[Stored data]
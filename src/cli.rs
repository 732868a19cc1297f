// src/cli.rs
use anyhow::{Context, Result};
use chrono::Utc;
use clap::{Parser, Subcommand};
use std::path::PathBuf;
use std::sync::Arc;
use tracing::info;

use crate::config::ClientConfig;
use crate::core::ApiClient;
use crate::error::ApiError;
use crate::fetcher::{FetchState, JobListFetcher};
use crate::filters::{FilterState, JobQuery};
use crate::render;
use crate::session::{FileTokenStore, TokenStore};
use crate::types::auth::ProfileUpdate;
use crate::types::job::{EmploymentType, WorkArrangement};
use crate::wizard::{Credentials, VerificationCode};

#[derive(Parser)]
#[command(name = "jobseeker")]
#[command(about = "Search and apply for jobs from the 491 JobSeeker backend")]
pub struct Cli {
    #[command(subcommand)]
    pub command: Command,

    /// Backend base URL; overrides JOBSEEKER_API_URL
    #[arg(long, global = true)]
    pub api_url: Option<String>,
}

#[derive(Subcommand)]
pub enum Command {
    /// Search job listings with filters
    Search {
        #[arg(long)]
        keyword: Option<String>,
        #[arg(long)]
        location: Option<String>,
        /// full_time | part_time | contract | casual | temporary
        #[arg(long)]
        employment_type: Option<String>,
        /// onsite | hybrid | remote
        #[arg(long)]
        work_arrangement: Option<String>,
        #[arg(long)]
        platform: Option<String>,
        /// Minimum AI match score, 0.0 - 1.0
        #[arg(long)]
        min_score: Option<f64>,
        /// e.g. 1d, 3d, 1w, 1m
        #[arg(long)]
        posted_within: Option<String>,
        #[arg(long, default_value_t = 1)]
        page: u32,
    },
    /// Show one job by id
    Show { id: String },
    /// Log in and persist the session token
    Login {
        #[arg(long)]
        email: String,
        #[arg(long)]
        password: String,
    },
    /// Register a new account (step 1 of 3; verify-email follows)
    Register {
        #[arg(long)]
        email: String,
        #[arg(long)]
        password: String,
        #[arg(long)]
        confirm_password: String,
    },
    /// Verify the emailed code (step 2 of 3; log in afterwards)
    VerifyEmail {
        /// Defaults to the email stored by `register`
        #[arg(long)]
        email: Option<String>,
        #[arg(long)]
        code: String,
    },
    /// Show the logged-in user
    Whoami,
    /// Update profile fields (step 3 of 3, or any time later)
    UpdateProfile {
        #[arg(long)]
        first_name: Option<String>,
        #[arg(long)]
        last_name: Option<String>,
        #[arg(long)]
        visa_type: Option<String>,
        #[arg(long)]
        visa_expiry: Option<String>,
        #[arg(long)]
        linkedin_url: Option<String>,
        #[arg(long)]
        location: Option<String>,
    },
    /// Log out and clear the local session
    Logout,
    /// Resume upload and AI analysis
    Resume {
        #[command(subcommand)]
        command: ResumeCommand,
    },
}

#[derive(Subcommand)]
pub enum ResumeCommand {
    /// Upload a resume file (pdf, doc, docx)
    Upload { file: PathBuf },
    /// Show resume metadata and any analysis
    Show { resume_id: String },
    /// Run AI analysis on an uploaded resume
    Analyze { resume_id: String },
    /// Delete an uploaded resume
    Delete { resume_id: String },
}

pub async fn run(cli: Cli) -> Result<()> {
    let mut config = ClientConfig::from_env();
    if let Some(api_url) = cli.api_url {
        config = config.with_base_url(api_url);
    }

    let tokens: Arc<dyn TokenStore> = Arc::new(FileTokenStore::new(config.token_path.clone()));
    let client = Arc::new(ApiClient::new(&config, Arc::clone(&tokens))?);

    match cli.command {
        Command::Search {
            keyword,
            location,
            employment_type,
            work_arrangement,
            platform,
            min_score,
            posted_within,
            page,
        } => {
            let mut query = JobQuery::new(FilterState::new());
            query.set_keyword(keyword);
            query.set_location(location);
            query.set_employment_type(parse_employment_type(employment_type.as_deref())?);
            query.set_work_arrangement(parse_work_arrangement(work_arrangement.as_deref())?);
            query.set_platform(platform);
            query.set_min_score(min_score);
            query.set_posted_within(posted_within);
            query.set_page(page);

            let fetcher = JobListFetcher::new(client);
            let state = fetcher.load(query).await;
            println!("{}", render::render_job_list(&state, None, Utc::now()));
            if let FetchState::Error(message) = state {
                anyhow::bail!(message);
            }
        }

        Command::Show { id } => match client.fetch_job(&id).await {
            Ok(job) => println!("{}", render::render_job_detail(&job, Utc::now())),
            Err(ApiError::NotFound) => println!("{}", render::NOT_FOUND_MESSAGE),
            Err(e) => {
                println!("{}", render::ERROR_MESSAGE);
                return Err(e.into());
            }
        },

        Command::Login { email, password } => {
            let data = client.login(&email, &password).await?;
            info!("Logged in as {}", data.user.email);
            println!("✓ Logged in as {}", data.user.email);
        }

        Command::Register {
            email,
            password,
            confirm_password,
        } => {
            // Client-side validation blocks the request entirely.
            let credentials = Credentials {
                email,
                password,
                confirm_password,
            };
            credentials.validate()?;

            let user = client
                .register(&credentials.email, &credentials.password)
                .await?;
            println!("✓ Registered {}", user.email);
            println!("  Check your inbox, then run: jobseeker verify-email --code <code>");
        }

        Command::VerifyEmail { email, code } => {
            let code = VerificationCode { code };
            code.validate()?;

            let email = email
                .or_else(|| tokens.pending_email())
                .context("No pending registration; pass --email")?;
            let user = client.verify_email(&email, &code.code).await?;
            let _ = tokens.clear_pending_email();
            println!("✓ Email verified for {}", user.email);
            println!("  Log in with: jobseeker login --email {} --password <password>", user.email);
        }

        Command::Whoami => {
            let user = client.current_user().await?;
            let name = if user.full_name.is_empty() {
                user.email.clone()
            } else {
                user.full_name.clone()
            };
            println!("{} <{}>", name, user.email);
            if let Some(visa_type) = &user.visa_type {
                println!("  visa: {}", visa_type);
            }
            if let Some(location) = &user.location {
                println!("  location: {}", location);
            }
        }

        Command::UpdateProfile {
            first_name,
            last_name,
            visa_type,
            visa_expiry,
            linkedin_url,
            location,
        } => {
            let update = ProfileUpdate {
                first_name,
                last_name,
                visa_type,
                visa_expiry,
                linkedin_url,
                location,
            };
            let user = client.update_profile(&update).await?;
            println!("✓ Profile updated for {}", user.email);
        }

        Command::Logout => {
            // Local session clears even when the server call fails.
            if let Err(e) = client.logout().await {
                info!("Logout request failed (session cleared anyway): {}", e);
            }
            println!("✓ Logged out");
        }

        Command::Resume { command } => match command {
            ResumeCommand::Upload { file } => {
                let result = client.upload_resume(&file).await?;
                println!("✓ Uploaded {} (id: {})", result.file_name, result.resume_id);
            }
            ResumeCommand::Show { resume_id } => match client.get_resume(&resume_id).await {
                Ok(meta) => {
                    println!("{} (uploaded {})", meta.file_name, meta.upload_date);
                    match meta.analysis {
                        Some(analysis) => {
                            println!("\n{}\n", analysis.summary);
                            for group in &analysis.skills {
                                println!("{}: {}", group.category, group.items.join(", "));
                            }
                            if !analysis.job_keywords.is_empty() {
                                println!("keywords: {}", analysis.job_keywords.join(", "));
                            }
                        }
                        None => println!("No analysis yet. Run: jobseeker resume analyze {}", resume_id),
                    }
                }
                Err(ApiError::NotFound) => println!("Resume not found."),
                Err(e) => return Err(e.into()),
            },
            ResumeCommand::Analyze { resume_id } => {
                let analysis = client.analyze_resume(&resume_id).await?;
                println!("✓ Analysis complete\n\n{}", analysis.summary);
                for group in &analysis.skills {
                    println!("{}: {}", group.category, group.items.join(", "));
                }
            }
            ResumeCommand::Delete { resume_id } => {
                client.delete_resume(&resume_id).await?;
                println!("✓ Deleted resume {}", resume_id);
            }
        },
    }

    Ok(())
}

fn parse_employment_type(value: Option<&str>) -> Result<Option<EmploymentType>> {
    match value {
        None => Ok(None),
        Some(raw) => EmploymentType::parse(raw).map(Some).with_context(|| {
            format!(
                "Invalid employment type '{}'. Use full_time, part_time, contract, casual or temporary",
                raw
            )
        }),
    }
}

fn parse_work_arrangement(value: Option<&str>) -> Result<Option<WorkArrangement>> {
    match value {
        None => Ok(None),
        Some(raw) => WorkArrangement::parse(raw)
            .map(Some)
            .with_context(|| format!("Invalid work arrangement '{}'. Use onsite, hybrid or remote", raw)),
    }
}

#[cfg(test)]
mod tests {
    use super::*;

    #[test]
    fn test_parse_employment_type() {
        assert_eq!(
            parse_employment_type(Some("full_time")).unwrap(),
            Some(EmploymentType::FullTime)
        );
        assert_eq!(parse_employment_type(None).unwrap(), None);
        assert!(parse_employment_type(Some("gig")).is_err());
    }

    #[test]
    fn test_parse_work_arrangement() {
        assert_eq!(
            parse_work_arrangement(Some("remote")).unwrap(),
            Some(WorkArrangement::Remote)
        );
        assert!(parse_work_arrangement(Some("moon")).is_err());
    }

    #[test]
    fn test_cli_parses_search_flags() {
        let cli = Cli::try_parse_from([
            "jobseeker",
            "search",
            "--keyword",
            "rust",
            "--employment-type",
            "full_time",
            "--page",
            "2",
        ])
        .unwrap();
        match cli.command {
            Command::Search { keyword, page, .. } => {
                assert_eq!(keyword, Some("rust".to_string()));
                assert_eq!(page, 2);
            }
            _ => panic!("expected search"),
        }
    }
}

> **WHAT THIS TASK INVOLVES**: From the records above, quote only the lines running from the line with "pub enum ResumeCommand" to the line with "let tokens: Arc<dyn", both lines included.

> **SOLUTION BELOW**:
pub enum ResumeCommand {
    /// Upload a resume file (pdf, doc, docx)
    Upload { file: PathBuf },
    /// Show resume metadata and any analysis
    Show { resume_id: String },
    /// Run AI analysis on an uploaded resume
    Analyze { resume_id: String },
    /// Delete an uploaded resume
    Delete { resume_id: String },
}

pub async fn run(cli: Cli) -> Result<()> {
    let mut config = ClientConfig::from_env();
    if let Some(api_url) = cli.api_url {
        config = config.with_base_url(api_url);
    }

    let tokens: Arc<dyn TokenStore> = Arc::new(FileTokenStore::new(config.token_path.clone()));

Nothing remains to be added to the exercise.